Exorcisms of possessed women brought overflow crowds to the churches.

Protecting the breast of the exorcist were scapulars filled with consecrated salt, blessed rue and the hair and nails of saints. Crucifix held high, he did battle with witchcraft. The bedeviled woman swore, howled, bit, shrieked insults in the tongues of Hell, and with loud laughter tore off her clothes and proffered her naughty parts. The climax came when the exorcist rolled on the floor hugging the body where the Devil had made himself at home, until the convulsions and wailing ceased.

Afterward, some searched the floor for the nails and bits of glass vomited by the possessed.


The Devil Is Female


Malleus Maleficarum, also known as the Hammer of Witches, recommends the most ruthless techniques for exorcising titty longhaired demons.

At the request of Pope Innocent VIII, two German inquisitors, Heinrich Kramer and Jakob Sprenger, wrote the book that became the juridical and theological basis for the tribunals of the Holy Inquisition.

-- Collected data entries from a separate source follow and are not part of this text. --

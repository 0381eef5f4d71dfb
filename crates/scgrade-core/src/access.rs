//! File access policy for content embedded in a question.

use serde::{Deserialize, Serialize};

/// Component owning this question type's own file areas.
pub const OWN_COMPONENT: &str = "qtype_sc";
/// Component owning the shared question file areas.
pub const QUESTION_COMPONENT: &str = "question";

/// A request to serve a file attached to a question.
#[derive(Debug, Clone, PartialEq, Eq, Serialize, Deserialize)]
pub struct FileAccessRequest {
    pub component: String,
    pub file_area: String,
    #[serde(default)]
    pub args: Vec<String>,
}

impl FileAccessRequest {
    pub fn new(component: impl Into<String>, file_area: impl Into<String>) -> Self {
        Self {
            component: component.into(),
            file_area: file_area.into(),
            args: Vec::new(),
        }
    }
}

/// What kind of content a request targets.
#[derive(Debug, Clone, Copy, PartialEq, Eq)]
pub enum FileArea {
    OptionText,
    FeedbackText,
    CombinedFeedback,
    Hint,
    Other,
}

impl FileArea {
    pub fn classify(component: &str, file_area: &str) -> Self {
        match (component, file_area) {
            (OWN_COMPONENT, "optiontext") => FileArea::OptionText,
            (OWN_COMPONENT, "feedbacktext") => FileArea::FeedbackText,
            (
                QUESTION_COMPONENT,
                "correctfeedback" | "partiallycorrectfeedback" | "incorrectfeedback",
            ) => FileArea::CombinedFeedback,
            (QUESTION_COMPONENT, "hint") => FileArea::Hint,
            _ => FileArea::Other,
        }
    }
}

/// The host's own authorization checks, used where the policy delegates.
pub trait HostFileAccess {
    fn check_combined_feedback_access(&self, request: &FileAccessRequest) -> bool;
    fn check_hint_access(&self, request: &FileAccessRequest) -> bool;
    fn check_default_access(&self, request: &FileAccessRequest) -> bool;
}

/// Decide whether `request` may be served.
///
/// Option and feedback text are always readable. Combined feedback and hints
/// are readable when the question was edited after the attempt began,
/// otherwise the host decides. Everything else goes to the host default.
pub fn check_file_access(
    request: &FileAccessRequest,
    edited_question: bool,
    host: &dyn HostFileAccess,
) -> bool {
    match FileArea::classify(&request.component, &request.file_area) {
        FileArea::OptionText | FileArea::FeedbackText => true,
        FileArea::CombinedFeedback => {
            edited_question || host.check_combined_feedback_access(request)
        }
        FileArea::Hint => edited_question || host.check_hint_access(request),
        FileArea::Other => host.check_default_access(request),
    }
}

#[cfg(test)]
mod tests {
    use super::*;

    struct DenyAll;

    impl HostFileAccess for DenyAll {
        fn check_combined_feedback_access(&self, _: &FileAccessRequest) -> bool {
            false
        }
        fn check_hint_access(&self, _: &FileAccessRequest) -> bool {
            false
        }
        fn check_default_access(&self, _: &FileAccessRequest) -> bool {
            false
        }
    }

    struct HintsOnly;

    impl HostFileAccess for HintsOnly {
        fn check_combined_feedback_access(&self, _: &FileAccessRequest) -> bool {
            false
        }
        fn check_hint_access(&self, _: &FileAccessRequest) -> bool {
            true
        }
        fn check_default_access(&self, _: &FileAccessRequest) -> bool {
            false
        }
    }

    #[test]
    fn own_text_is_always_readable() {
        let option = FileAccessRequest::new(OWN_COMPONENT, "optiontext");
        let feedback = FileAccessRequest::new(OWN_COMPONENT, "feedbacktext");
        assert!(check_file_access(&option, false, &DenyAll));
        assert!(check_file_access(&feedback, false, &DenyAll));
    }

    #[test]
    fn combined_feedback_open_after_edit() {
        let request = FileAccessRequest::new(QUESTION_COMPONENT, "partiallycorrectfeedback");
        assert!(!check_file_access(&request, false, &DenyAll));
        assert!(check_file_access(&request, true, &DenyAll));
    }

    #[test]
    fn hints_delegate_unless_edited() {
        let request = FileAccessRequest::new(QUESTION_COMPONENT, "hint");
        assert!(!check_file_access(&request, false, &DenyAll));
        assert!(check_file_access(&request, false, &HintsOnly));
        assert!(check_file_access(&request, true, &DenyAll));
    }

    #[test]
    fn unknown_areas_use_host_default() {
        let request = FileAccessRequest::new(QUESTION_COMPONENT, "questiontext");
        assert_eq!(
            FileArea::classify(&request.component, &request.file_area),
            FileArea::Other
        );
        assert!(!check_file_access(&request, true, &DenyAll));
        // Own component names in the shared component are not own text
        let foreign = FileAccessRequest::new(QUESTION_COMPONENT, "optiontext");
        assert!(!check_file_access(&foreign, false, &DenyAll));
    }
}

The authors demonstrate that witches, Satan's harem, represent women in their natural state, for all witchcraft comes from carnal lust, which in women is insatiable. And they warn that such beings of pleasant aspect, fetid touch and deadly company enchant men and attract them, serpent's hiss, scorpion's tail, only to annihilate them.

That treatise on criminology advises torturing everyone suspected of witchcraft. Those who confess deserve the stake; those who do not also deserve the stake, because only a witch, fortified by her lover the Devil at the witches' Sabbath, could resist such suffering without spilling all.

Pope Honorius III decreed:

"Women should not speak. Their lips carry the stigma of Eve, who led men to perdition."

Eight centuries later, the Catholic Church still denies women the pulpit.

The same fear drives fundamentalist Muslims to mutilate women's genitalia and cover their faces.

And a sense of relief moves Orthodox Jewish men to begin each day by whispering:

"Thanks be to God for not making me a woman."




Teresa of Ávila entered the convent to save herself from Hell, the conjugal Hell. Better to be a slave to God than servant to a brute.

But St. Paul gave women three rights: to obey, to serve and to remain silent. So the representative of His Holiness the Pope found Teresa guilty of being an apprehensive and unsettled female, disobedient and contumacious, who under the guise of devotion invents evil doctrines against St. Paul, who commanded women not to teach.

In Spain, Teresa founded several convents where the nuns not only gave classes but were in charge, where virtue was prized and lineage worthless, where no one had to submit proof of clean blood.

In 1576 she was accused before the Inquisition, because her grandfather claimed to be a true Christian but was a converted Jew, and because her mystical trances were the work of the Devil ensconced in her body.

Four centuries later, on his deathbed, Francisco Franco wielded Teresa's right arm to defend himself from the Devil. By one of those strange turns life takes, Teresa had become a saint and a role model for Iberian women, and except for one foot, which ended up in Rome, her remains were housed in several churches around Spain.




Like Teresa of Ávila, Juana Inés de la Cruz became a nun to remain free of the matrimonial cage.

Like Teresa, in the convent her talent caused offense. Did this head of a woman contain the brain of a man? Why did she have a man's handwriting? Since she was such a good cook, why would she want to think? Deriding her questioners, she answered:

"What could we women know but kitchen philosophy?"

Like Teresa, Juana wrote, although the priest Gaspar de Astete warned her that Christian maidens need not know how to write, and it might cause them harm.

Like Teresa, Juana not only wrote but, scandal of scandals, she wrote undeniably well.

In different centuries, on different shores of the same sea, Juana the Mexican and Teresa the Spaniard defended, aloud and on paper, the despised half of the world.

Like Teresa, Juana was threatened by the Inquisition. And the church, her church, persecuted her for extolling human concerns as much or more than divine ones, and for seldom obeying, and for questioning far too much.

With blood, not ink, Juana signed her confession. She vowed eternal silence. And mute, she died.